Pour la deuxième fois en une semaine, le plus grand hôpital des quartiers rebelles d'Alep a été frappé samedi par deux barils d'explosifs, selon la Syrian American Medical Society (SAMS), dont l'un des responsables, Adham Sahloul, a évoqué des "informations sur l'utilisation d'une bombe à fragmentation".

"Le système de santé dans l'est d'Alep a été presque réduit à néant", a déploré M. O'Brien.

Le coordonnateur des secours d'urgence de l'ONU a appelé les belligérants à permettre au moins l'évacuation des centaines de civils nécessitant des soins urgents.

Médecins sans frontières (MSF) a également appelé Damas et Moscou à mettre un terme "au bain de sang".

"En Syrie, les attaques contre les centres médicaux accueillant des civils et contre les ambulances sont systématiques", a dénoncé la présidente de MSF, Meinei Nicolai.

Depuis le début de l'offensive sur Alep-Est, les bombardements du régime et de la Russie ont tué au moins 220 personnes selon l'OSDH.

Egalement dimanche, 13 raids russes sur une base utilisée par Jaïch al-Izza dans la province de Hama (centre) ont fait 6 morts dans les rangs de ce groupe rebelle soutenu par les Etats-Unis, indique l'Observatoire.

La Russie et le régime sont accusés par les Occidentaux d'utiliser contre des zones civiles notamment des bombes antibunker, incendiaires et à fragmentation.
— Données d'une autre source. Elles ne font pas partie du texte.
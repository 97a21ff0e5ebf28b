//! Error types for the resource engine

use axum::{
    http::{header, HeaderValue, StatusCode},
    response::{IntoResponse, Response},
    Json,
};
use serde_json::json;
use thiserror::Error;

pub type Result<T> = std::result::Result<T, Error>;

/// Malformed user input in the search/filter grammar.
///
/// Every variant maps to HTTP 400 at the request boundary; none of these are
/// retried by the engine.
#[derive(Error, Debug, Clone, PartialEq)]
pub enum SyntaxError {
    #[error("unknown property '{segment}' in path '{path}'")]
    InvalidPath { path: String, segment: String },

    #[error("intermediate property '{segment}' in path '{path}' is collection-valued and cannot be dotted through")]
    NonScalarIntermediate { path: String, segment: String },

    #[error("nested object property '{path}' cannot be used as a comparable value")]
    InvalidObjectUsage { path: String },

    #[error("invalid value '{raw}': expected {expected}")]
    InvalidValue { raw: String, expected: String },

    #[error("unknown transformation '{token}'")]
    UnknownTransformation { token: String },

    #[error("transformation '{token}' expects {expected} argument(s)")]
    TransformArity { token: String, expected: String },

    #[error("transformation '{token}' is not applicable to {value_type} values")]
    TransformNotApplicable { token: String, value_type: String },

    #[error("unknown operator '{token}'")]
    UnknownOperator { token: String },

    #[error("expression is not allowed here without an explicit operator")]
    ExpressionNotAllowed,

    #[error("operator '{token}' is not applicable to {value_type} values")]
    OperatorNotApplicable { token: String, value_type: String },

    #[error("operation '{token}' is not applicable to collection property '{path}'")]
    IllegalCollectionOperation { path: String, token: String },

    #[error("collection property '{path}' does not support a nested element filter")]
    InvalidCollectionFilter { path: String },

    #[error("circular nested group reference '{group_id}'")]
    CircularGroupReference { group_id: String },

    #[error("invalid filter group directive '{token}'")]
    InvalidGroupDirective { token: String },

    #[error("empty filter group id")]
    EmptyGroupId,

    #[error("filter groups nested more than {max} levels deep")]
    NestingTooDeep { max: usize },

    #[error("missing operand for filter on '{path}'")]
    MissingOperand { path: String },

    #[error("more than one range specification")]
    DuplicateRange,

    #[error("invalid range specification '{raw}'")]
    InvalidRange { raw: String },
}

#[derive(Error, Debug)]
pub enum Error {
    /// Malformed request input (filter grammar, values, range, ordering).
    #[error("search syntax error: {0}")]
    Syntax(#[from] SyntaxError),

    /// Internal invariant violated (e.g. a supposedly-unique filter matched
    /// more than one record). Never user-recoverable.
    #[error("data integrity error: {0}")]
    Data(String),

    /// Patch document could not be applied to the record.
    #[error("patch error: {0}")]
    Patch(String),

    /// Failure reported by the database collaborator (connection acquisition,
    /// transaction control, or statement execution).
    #[error("database error: {0}")]
    Database(String),

    #[error("internal error: {0}")]
    Internal(String),

    #[error(transparent)]
    Other(#[from] anyhow::Error),
}

impl IntoResponse for Error {
    fn into_response(self) -> Response {
        let (status, error_message) = match &self {
            Error::Syntax(_) => (StatusCode::BAD_REQUEST, self.to_string()),
            Error::Patch(_) => (StatusCode::UNPROCESSABLE_ENTITY, self.to_string()),
            Error::Data(_) | Error::Database(_) | Error::Internal(_) | Error::Other(_) => {
                tracing::error!("Internal error: {}", self);
                (
                    StatusCode::INTERNAL_SERVER_ERROR,
                    "Internal server error".to_string(),
                )
            }
        };

        let body = Json(json!({
            "error": {
                "code": status_code_label(status),
                "message": error_message,
            }
        }));

        let mut response = (status, body).into_response();
        response.headers_mut().insert(
            header::CONTENT_TYPE,
            HeaderValue::from_static("application/json; charset=utf-8"),
        );

        response
    }
}

fn status_code_label(status: StatusCode) -> &'static str {
    match status {
        StatusCode::BAD_REQUEST => "invalid-request",
        StatusCode::UNPROCESSABLE_ENTITY => "unprocessable",
        _ => "internal",
    }
}
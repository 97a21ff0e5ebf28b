//! REST-resource request-processing engine.
//!
//! Turns HTTP verbs on collection and individual resources into database
//! work, with:
//! - Query-string compilation into a typed filter/sort/projection tree
//! - Transaction-phase orchestration with commit/rollback semantics
//! - Conditional-request (ETag / Last-Modified) evaluation
//! - JSON Patch / Merge Patch application
//! - An extensible hook pipeline
//!
//! The engine is storage-agnostic: SQL generation, connection pooling and
//! the schema source are supplied by the embedder through the traits in
//! [`store`], [`tx`] and [`schema`].

pub mod conditional;
pub mod error;
pub mod hooks;
pub mod patch;
pub mod query;
pub mod schema;
pub mod store;
pub mod tx;

pub use error::{Error, Result, SyntaxError};
pub use query::{CompilerOptions, QueryCompiler, QueryParts, QuerySpec};
//! Coercion of raw query-string tokens into strictly-typed filter operands.

use chrono::{DateTime, NaiveDate, NaiveDateTime, Utc};
use regex::Regex;
use serde::Serialize;

use crate::error::SyntaxError;
use crate::schema::ValueType;
use crate::Result;

/// A strictly-typed filter operand, ready for parameter binding.
#[derive(Debug, Clone, PartialEq, Serialize)]
#[serde(untagged)]
pub enum CoercedValue {
    String(String),
    Number(f64),
    Boolean(bool),
    Datetime(DateTime<Utc>),
    /// Regular-expression source text. The pattern is compiled once here for
    /// validation; downstream consumers receive the source, not the compiled
    /// object.
    Pattern(String),
}

/// Convert a raw token into a [`CoercedValue`] of the declared type.
///
/// `ref_prefix` is the `"<Target>#"` prefix recorded for reference
/// properties; when the literal carries it, it is stripped before coercion so
/// ids may be supplied bare or fully qualified.
pub fn coerce(raw: &str, declared: ValueType, ref_prefix: Option<&str>) -> Result<CoercedValue> {
    let stripped = match ref_prefix {
        Some(prefix) => raw.strip_prefix(prefix).unwrap_or(raw),
        None => raw,
    };

    match declared {
        ValueType::String => Ok(CoercedValue::String(stripped.to_string())),
        ValueType::Number => {
            let num: f64 = stripped.parse().map_err(|_| invalid(raw, "a number"))?;
            if !num.is_finite() {
                return Err(invalid(raw, "a finite number").into());
            }
            Ok(CoercedValue::Number(num))
        }
        ValueType::Boolean => match stripped {
            "true" => Ok(CoercedValue::Boolean(true)),
            "false" => Ok(CoercedValue::Boolean(false)),
            _ => Err(invalid(raw, "'true' or 'false'").into()),
        },
        ValueType::Datetime => parse_datetime(stripped)
            .map(CoercedValue::Datetime)
            .ok_or_else(|| invalid(raw, "a date-time").into()),
        ValueType::Pattern => {
            Regex::new(stripped)
                .map_err(|_| invalid(raw, "a valid regular expression"))?;
            Ok(CoercedValue::Pattern(stripped.to_string()))
        }
    }
}

fn invalid(raw: &str, expected: &str) -> SyntaxError {
    SyntaxError::InvalidValue {
        raw: raw.to_string(),
        expected: expected.to_string(),
    }
}

/// Parse a calendar date-time, normalizing to UTC.
///
/// Accepts RFC 3339, a naive date-time (taken as UTC), and a bare date
/// (taken as UTC midnight).
fn parse_datetime(raw: &str) -> Option<DateTime<Utc>> {
    if let Ok(dt) = DateTime::parse_from_rfc3339(raw) {
        return Some(dt.with_timezone(&Utc));
    }
    if let Ok(naive) = NaiveDateTime::parse_from_str(raw, "%Y-%m-%dT%H:%M:%S") {
        return Some(naive.and_utc());
    }
    if let Ok(date) = NaiveDate::parse_from_str(raw, "%Y-%m-%d") {
        return Some(date.and_hms_opt(0, 0, 0)?.and_utc());
    }
    None
}
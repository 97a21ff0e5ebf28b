//! Record patch application.
//!
//! Update handlers accept two patch media types: RFC 6902 JSON Patch and
//! RFC 7386 JSON Merge Patch. Both are applied in place against the fetched
//! record before it is written back.

use json_patch::Patch;
use serde_json::Value;

use crate::{Error, Result};

pub const JSON_PATCH_CONTENT_TYPE: &str = "application/json-patch+json";
pub const MERGE_PATCH_CONTENT_TYPE: &str = "application/merge-patch+json";

/// A parsed patch document.
#[derive(Debug, Clone)]
pub enum PatchSpec {
    /// RFC 6902 operation list (`application/json-patch+json`).
    Json(Patch),
    /// RFC 7386 merge document (`application/merge-patch+json`).
    Merge(Value),
}

impl PatchSpec {
    /// Interpret a request body according to its `Content-Type`. Media-type
    /// parameters (`; charset=...`) are ignored.
    pub fn from_content_type(content_type: &str, body: Value) -> Result<Self> {
        let media = content_type
            .split(';')
            .next()
            .unwrap_or_default()
            .trim()
            .to_ascii_lowercase();
        match media.as_str() {
            JSON_PATCH_CONTENT_TYPE => {
                let ops: Patch = serde_json::from_value(body)
                    .map_err(|e| Error::Patch(format!("invalid JSON Patch document: {e}")))?;
                Ok(Self::Json(ops))
            }
            MERGE_PATCH_CONTENT_TYPE => Ok(Self::Merge(body)),
            other => Err(Error::Patch(format!(
                "unsupported patch content type '{other}'"
            ))),
        }
    }

    /// Apply the patch to `record` in place.
    ///
    /// A failed JSON Patch operation (missing path, failed `test`) surfaces
    /// as [`Error::Patch`]; merge patches cannot fail.
    pub fn apply(&self, record: &mut Value) -> Result<()> {
        match self {
            Self::Json(ops) => json_patch::patch(record, ops).map_err(|e| Error::Patch(e.to_string())),
            Self::Merge(delta) => {
                json_patch::merge(record, delta);
                Ok(())
            }
        }
    }
}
Moscou a balayé les accusations de "crimes de guerre".

Nouvelle résolution?

Les efforts diplomatiques pour rétablir un cessez-le-feu en Syrie semblent complètement enlisés même si Washington et Moscou n'ont pas coupé les ponts en dépit de leurs profondes divergences.

Les chefs de la diplomatie russe Sergueï Lavrov et John Kerry se sont ainsi de nouveau entretenus samedi au téléphone à deux reprises, a indiqué dimanche le ministère russe des Affaires étrangères.
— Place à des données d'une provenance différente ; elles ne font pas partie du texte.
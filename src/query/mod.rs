//! Query-string compilation.
//!
//! Turns the URL query-parameter surface (`p` projection, `f$...` filters,
//! `o` ordering, `r` range) into a [`QuerySpec`] ready for the DBO builder,
//! with every operand bound through a [`ParamCollector`].

pub mod expression;
pub mod filter;
pub mod params;
pub mod value;

use crate::error::SyntaxError;
use crate::schema::Schema;
use crate::Result;

use expression::{parse_expression, sort_operators, PathExpr, SortDirection};
use filter::{parse_group, FilterNode, Junction};
use params::ParamCollector;

/// Root filter-group id: the `f$` parameter prefix.
const ROOT_GROUP: &str = "f";

/// Capability mask selecting which query parts a caller accepts. Bulk-update
/// and delete paths reuse the compiler filter-only.
#[derive(Debug, Clone, Copy, PartialEq, Eq)]
pub struct QueryParts {
    pub projection: bool,
    pub filter: bool,
    pub ordering: bool,
    pub range: bool,
}

impl QueryParts {
    pub const ALL: Self = Self {
        projection: true,
        filter: true,
        ordering: true,
        range: true,
    };

    pub const FILTER_ONLY: Self = Self {
        projection: false,
        filter: true,
        ordering: false,
        range: false,
    };
}

/// One order-by element.
#[derive(Debug, Clone, PartialEq)]
pub struct OrderSpec {
    pub expr: PathExpr,
    pub direction: SortDirection,
}

/// Result range: zero-based offset and maximum record count.
#[derive(Debug, Clone, Copy, PartialEq, Eq)]
pub struct Range {
    pub offset: u64,
    pub limit: u64,
}

/// Compiled query specification, handed to the external DBO builder together
/// with the bound parameters.
#[derive(Debug, Clone)]
pub struct QuerySpec {
    pub record_type: String,
    pub projection: Vec<String>,
    pub filter: Option<FilterNode>,
    pub ordering: Vec<OrderSpec>,
    pub range: Option<Range>,
}

/// Compiler tunables.
#[derive(Debug, Clone, Copy)]
pub struct CompilerOptions {
    /// Maximum filter-group nesting depth (guards against pathological input
    /// independently of cycle detection).
    pub max_group_depth: usize,
}

impl Default for CompilerOptions {
    fn default() -> Self {
        Self { max_group_depth: 16 }
    }
}

/// Top-level query-string compiler.
#[derive(Debug, Clone, Default)]
pub struct QueryCompiler {
    options: CompilerOptions,
}

impl QueryCompiler {
    pub fn new() -> Self {
        Self::default()
    }

    pub fn with_options(options: CompilerOptions) -> Self {
        Self { options }
    }

    /// Compile ordered `(name, value)` query items into a [`QuerySpec`],
    /// binding filter operands into `collector`.
    pub fn compile(
        &self,
        schema: &dyn Schema,
        record_type: &str,
        items: &[(String, String)],
        parts: QueryParts,
        collector: &mut ParamCollector,
    ) -> Result<QuerySpec> {
        tracing::debug!(record_type, items = items.len(), "compiling query");

        let projection = if parts.projection {
            comma_list(items, "p")
        } else {
            Vec::new()
        };

        let filter = if parts.filter {
            parse_group(
                schema,
                record_type,
                ROOT_GROUP,
                Junction::And,
                false,
                items,
                collector,
                self.options.max_group_depth,
            )?
        } else {
            None
        };

        let ordering = if parts.ordering {
            let mut ordering = Vec::new();
            for element in comma_list(items, "o") {
                let parsed =
                    parse_expression(schema, record_type, &element, sort_operators(), false)?;
                ordering.push(OrderSpec {
                    expr: parsed.expr,
                    direction: parsed.operator,
                });
            }
            ordering
        } else {
            Vec::new()
        };

        let range = if parts.range {
            parse_range(items)?
        } else {
            None
        };

        Ok(QuerySpec {
            record_type: record_type.to_string(),
            projection,
            filter,
            ordering,
            range,
        })
    }
}

/// Collect a multi-occurrence comma-list parameter: occurrences are joined
/// with commas first, then split.
fn comma_list(items: &[(String, String)], name: &str) -> Vec<String> {
    items
        .iter()
        .filter(|(k, _)| k == name)
        .flat_map(|(_, v)| v.split(','))
        .map(str::trim)
        .filter(|s| !s.is_empty())
        .map(str::to_string)
        .collect()
}

/// Parse the `r=<offset>,<limit>` parameter. A repeated occurrence is a hard
/// error, not last-wins.
fn parse_range(items: &[(String, String)]) -> Result<Option<Range>> {
    let mut occurrences = items.iter().filter(|(k, _)| k == "r").map(|(_, v)| v);
    let Some(raw) = occurrences.next() else {
        return Ok(None);
    };
    if occurrences.next().is_some() {
        return Err(SyntaxError::DuplicateRange.into());
    }

    let invalid = || SyntaxError::InvalidRange {
        raw: raw.to_string(),
    };
    let Some((offset, limit)) = raw.split_once(',') else {
        return Err(invalid().into());
    };
    let offset: u64 = offset.trim().parse().map_err(|_| invalid())?;
    let limit: u64 = limit.trim().parse().map_err(|_| invalid())?;
    Ok(Some(Range { offset, limit }))
}

/// Parse a raw (still percent-encoded) query string into ordered items.
pub fn parse_query_string(query: &str) -> Vec<(String, String)> {
    url::form_urlencoded::parse(query.as_bytes())
        .into_owned()
        .collect()
}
Aucun détail n'a été donné sur le contenu de ces entretiens si ce n'est que les deux dirigeants avaient "discuté des actions communes possibles pour normaliser la situation à Alep", selon le ministère.

Au cours d'un précédent échange, M. Lavrov avait de nouveau "souligné le caractère inacceptable des tentatives des opposants, pilotées par l'Occident, de traiter avec indulgence Al-Nosra et leur blocage des négociations sur un règlement politique de la crise" - allusion au Front Fateh al-Cham, ex-Front al-Nosra qui a renoncé à son rattachement à Al-Qaïda.

A l'ONU, Paris espère présenter lundi aux 15 pays membres du Conseil de sécurité un projet de résolution qui appelle au rétablissement du cessez-le-feu, initié en septembre par un accord américano-russe et qui n'avait duré qu'une semaine.